From the 9th day of the postoperative period, the patient was transferred to rivaroxaban using the claimed method: the anti-Xa activity was determined 4 hours after the drug was taken. The anti-Xa antivirus level was 0.5 UI / ml. On the 13th day of the postoperative period, mesenteric thrombosis and prosthesis thrombosis developed. The patient died. In retrospect, oral anticoagulant therapy can be considered ineffective due to low anti-Xa activity and an episode of venous thrombosis.

The proposed method for the prevention of thrombosis of the reconstruction zone of the portal vein system was applied in 16 patients. In this case, all patients underwent gastropancreatoduodenal resection.

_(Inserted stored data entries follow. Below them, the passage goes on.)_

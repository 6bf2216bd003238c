// Configuration module for kafka_demo
//
// Settings come from a `key=value` property file (application.properties by
// default, or the path in KAFKA_DEMO_CONFIG), then from environment variables
// named KAFKA_DEMO_<KEY> with dots and dashes replaced by underscores, e.g.
// KAFKA_DEMO_BOOTSTRAP_SERVERS overrides `bootstrap.servers`.
//
// Missing keys fall back to the defaults in kafka::constants. Malformed
// values are startup errors.

use std::collections::{HashMap, HashSet};
use std::fmt::Display;
use std::path::Path;
use std::str::FromStr;

use configparser::ini::Ini;
use tracing::{debug, warn};

use crate::kafka::constants::*;
use crate::kafka::error::{DemoError, Result};
use crate::kafka::messages::TopicSpec;

/// Which broker implementation the demo talks to
#[derive(Debug, Clone, Copy, PartialEq, Eq, Default)]
pub enum BrokerMode {
    /// Real Kafka cluster via librdkafka
    #[default]
    Kafka,
    /// In-process simulated broker
    Memory,
}

impl BrokerMode {
    /// Parse from a property value
    pub fn parse(s: &str) -> Option<Self> {
        match s.trim().to_lowercase().as_str() {
            "kafka" => Some(BrokerMode::Kafka),
            "memory" => Some(BrokerMode::Memory),
            _ => None,
        }
    }

    pub fn as_str(&self) -> &'static str {
        match self {
            BrokerMode::Kafka => "kafka",
            BrokerMode::Memory => "memory",
        }
    }
}

/// Every property key the demo understands
pub const KNOWN_KEYS: &[&str] = &[
    "bootstrap.servers",
    "client.id",
    "broker.mode",
    "security.protocol",
    "sasl.mechanism",
    "sasl.username",
    "sasl.password",
    "message.timeout.ms",
    "auto.offset.reset",
    "session.timeout.ms",
    "message.topic.name",
    "partitioned.topic.name",
    "partitioned.topic.partitions",
    "partitioned.listener.partitions",
    "filtered.topic.name",
    "filter.discard.contains",
    "group.foo",
    "group.bar",
    "group.headers",
    "group.partitions",
    "group.filter",
    "demo.latch_timeout_ms",
    "demo.fail_fast",
];

const SECURITY_PROTOCOLS: &[&str] = &["PLAINTEXT", "SSL", "SASL_PLAINTEXT", "SASL_SSL"];

/// Configuration struct holding all demo settings
#[derive(Clone)]
pub struct Config {
    // ===== Broker Connection =====
    pub bootstrap_servers: String,
    pub client_id: String,
    pub broker_mode: BrokerMode,
    /// PLAINTEXT, SSL, SASL_PLAINTEXT or SASL_SSL
    pub security_protocol: String,
    /// PLAIN, SCRAM-SHA-256, SCRAM-SHA-512
    pub sasl_mechanism: String,
    pub sasl_username: String,
    pub sasl_password: String,

    // ===== Client Tuning =====
    /// Local delivery timeout for produced messages
    pub message_timeout_ms: u64,
    /// Only `earliest`: group assignment finishes after the listener starts,
    /// and a `latest` consumer would skip anything published before that
    pub auto_offset_reset: String,
    pub session_timeout_ms: u64,

    // ===== Topics =====
    pub message_topic: String,
    pub partitioned_topic: String,
    pub partitioned_topic_partitions: i32,
    /// Partitions of the partitioned topic the partition listener is bound to
    pub listened_partitions: Vec<i32>,
    pub filtered_topic: String,
    /// Filtered-topic messages containing this text never reach the handler
    pub filter_discard_contains: String,

    // ===== Consumer Groups =====
    pub group_foo: String,
    pub group_bar: String,
    pub group_headers: String,
    pub group_partitions: String,
    pub group_filter: String,

    // ===== Orchestration =====
    /// Bound on each stage's wait for deliveries
    pub latch_timeout_ms: u64,
    /// Abort the run on the first timed-out stage instead of moving on
    pub fail_fast: bool,
}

Thus, the proposed method for the prevention of thrombosis of the zone of venous reconstruction of the portal vein system makes it possible to assess the effectiveness of an anticoagulant, reduce the risk of thrombosis after venous reconstruction, and improve the immediate and long-term results of surgical treatment. The developed method allows to significantly improve the immediate and long-term results of prosthetics of the main veins of the portal system in pancreatic tumors.

Claims (1)

A method of preventing thrombosis of the reconstruction zone after prosthetics of the portal vein system in pancreatic cancer, including the introduction of unfractionated heparin under the control of hemostasis parameters in the early postoperative period, characterized in that when enteral nutrition is restored, the administration of unfractionated heparin is canceled, then the patient takes a rivaroxaban tablet at a dose of 20 mg per day, 4 hours after taking the tabletted anticoagulant in the blood plasma, blood is taken again to determine the anticoagulant activity of rivaroxaban - anti-Xa in plasma and with an anti-Xa value within 1.04 ± 0.17, the anticoagulant dose is assessed as effective and the course postoperative period without thrombotic complications.